Fifty years ago artist, visionary and writer John Berger and Swiss photographer Jean Mohr published A Fortunate Man, a meditation on the role of a doctor that is still widely read by doctors today. It followed the day-to-day life of English country GP John Sassall, witnessing through storytelling and photography his compassion as well as his practice as a physician. Fifteen years after the book's publication, the doctor John Sassall committed suicide.
Taking this tragic event as a starting point, New Perspectives have teamed up with theatre maker Michael Pinchbeck to present the UK's first ever staging of the book to coincide with the 70th anniversary of the NHS. Intertwining the words and experiences of the stoic mid-1960s country doctor, with archive footage, images, and interviews with present day medical practitioners, A Fortunate Man is an urgent exploration of the highs and lows of healthcare and how we care for those who care for us.
Writer and director Michael Pinchbeck has been developing this work through an extensive period of research, interviewing medical practitioners across the country as well as having rare contact with Sasall's remaining family. He said:
"A Fortunate Man speaks of the way a doctor works, but back when the relationship between a doctor and their patients was very different to today. There's a kind of romanticism about it, between the doctor and his work, the author and his subject. There is a lot of topical debate about the state of the NHS so we want to look at how things have changed since it was written."
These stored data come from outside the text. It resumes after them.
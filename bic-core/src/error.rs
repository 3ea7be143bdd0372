//! Error types for best-in-class selection.

use thiserror::Error;

/// Top-level error type for the core library.
#[derive(Error, Debug)]
pub enum BicError {
    /// Configuration could not be parsed.
    #[error("Configuration error: {0}")]
    Config(String),

    /// The item cannot accept a best-in-class flag write right now.
    #[error("Best-in-class flag unavailable on item: {item}")]
    MarkUnavailable {
        /// Display name of the item.
        item: String,
    },

    /// Generic I/O error.
    #[error("I/O error: {0}")]
    Io(#[from] std::io::Error),
}

/// Convenience Result type alias.
pub type Result<T> = std::result::Result<T, BicError>;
John Berger was an art critic, novelist, painter and poet who died in January 2017. He won the Booker Prize for his novel G in 1972 and is widely known for his seminal study of art, Ways of Seeing. His family has given their warm blessing to this first UK adaptation of this major book. New Perspectives Artistic Director, Jack McNamara said:
"More than offering a celebration of the book, this project has given us an opportunity to really question what it means to be a doctor and explore the often hidden complexities of that role. Our production takes the book as a starting point to open up one of the most pressing subjects of our time in a year when it is under unprecedented strain."
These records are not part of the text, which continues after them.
//! Inventory generators shared by the benchmarks.

use bic_core::types::{BodySlot, ItemRecord, WeaponSubtype, WeightClass};
use bic_skyrim::bridge::{AmmoForm, ArmorForm, HostForm, MenuItem, WeaponForm, biped};

const SUBTYPES: [WeaponSubtype; 9] = [
    WeaponSubtype::Sword,
    WeaponSubtype::Dagger,
    WeaponSubtype::Axe,
    WeaponSubtype::Mace,
    WeaponSubtype::Greatsword,
    WeaponSubtype::Battleaxe,
    WeaponSubtype::Bow,
    WeaponSubtype::Crossbow,
    WeaponSubtype::Other,
];

const WEIGHTS: [WeightClass; 3] = [WeightClass::Light, WeightClass::Heavy, WeightClass::Clothing];

/// A mixed inventory of `n` owned records cycling through every kind.
#[must_use]
pub fn record_inventory(n: usize) -> Vec<ItemRecord> {
    (0..n)
        .map(|i| {
            let metric = ((i * 37) % 50) as f32;
            match i % 4 {
                0 => ItemRecord::weapon(
                    format!("Weapon {i}"),
                    SUBTYPES[i % SUBTYPES.len()],
                    metric,
                ),
                1 => ItemRecord::armor(
                    format!("Armor {i}"),
                    WEIGHTS[i % WEIGHTS.len()],
                    BodySlot::PRECEDENCE[i % BodySlot::PRECEDENCE.len()],
                    metric,
                ),
                2 => ItemRecord::ammunition(format!("Ammo {i}"), i % 3 == 0, metric),
                _ => ItemRecord::other(format!("Misc {i}")),
            }
        })
        .collect()
}

/// A mixed menu list of `n` host entries.
#[must_use]
pub fn menu_inventory(n: usize) -> Vec<MenuItem> {
    const MASKS: [u32; 5] = [biped::BODY, biped::FEET, biped::HANDS, biped::HAIR, biped::SHIELD];
    (0..n)
        .map(|i| {
            let form_id = i as u32;
            let form = match i % 4 {
                0 => HostForm::Weapon(WeaponForm {
                    form_id,
                    weapon_type: (i % 10) as u8,
                    attack_damage: ((i * 37) % 50) as u16,
                }),
                1 => HostForm::Armor(ArmorForm {
                    form_id,
                    armor_type: (i % 3) as u32,
                    slot_mask: MASKS[i % MASKS.len()],
                    armor_value_times_100: ((i * 37) % 50 * 100) as u32,
                }),
                2 => HostForm::Ammo(AmmoForm {
                    form_id,
                    flags: if i % 3 == 0 { 0 } else { 0x04 },
                    damage: ((i * 37) % 50) as f32,
                }),
                _ => HostForm::Other { form_id, form_type: 32 },
            };
            MenuItem::new(format!("Entry {i}"), form)
        })
        .collect()
}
The piece was originally developed as a part of an Emerging Perspectives project last year. Emerging Perspectives is a programme offering professional development for artists across the East Midlands where the company is based. Activity for 2018 includes a collaboration with communities in Boston, South Lincolnshire on what makes a Bostonian today, a continued relationship with the Belgian-based disabled artist Thibault Delferiere New Perspectives' collaborating with the performance artist on Sisyphus at Birmingham's Be Festival in June and in the Autumn touring a new commission as a first time co-production with rural touring company Pentabus.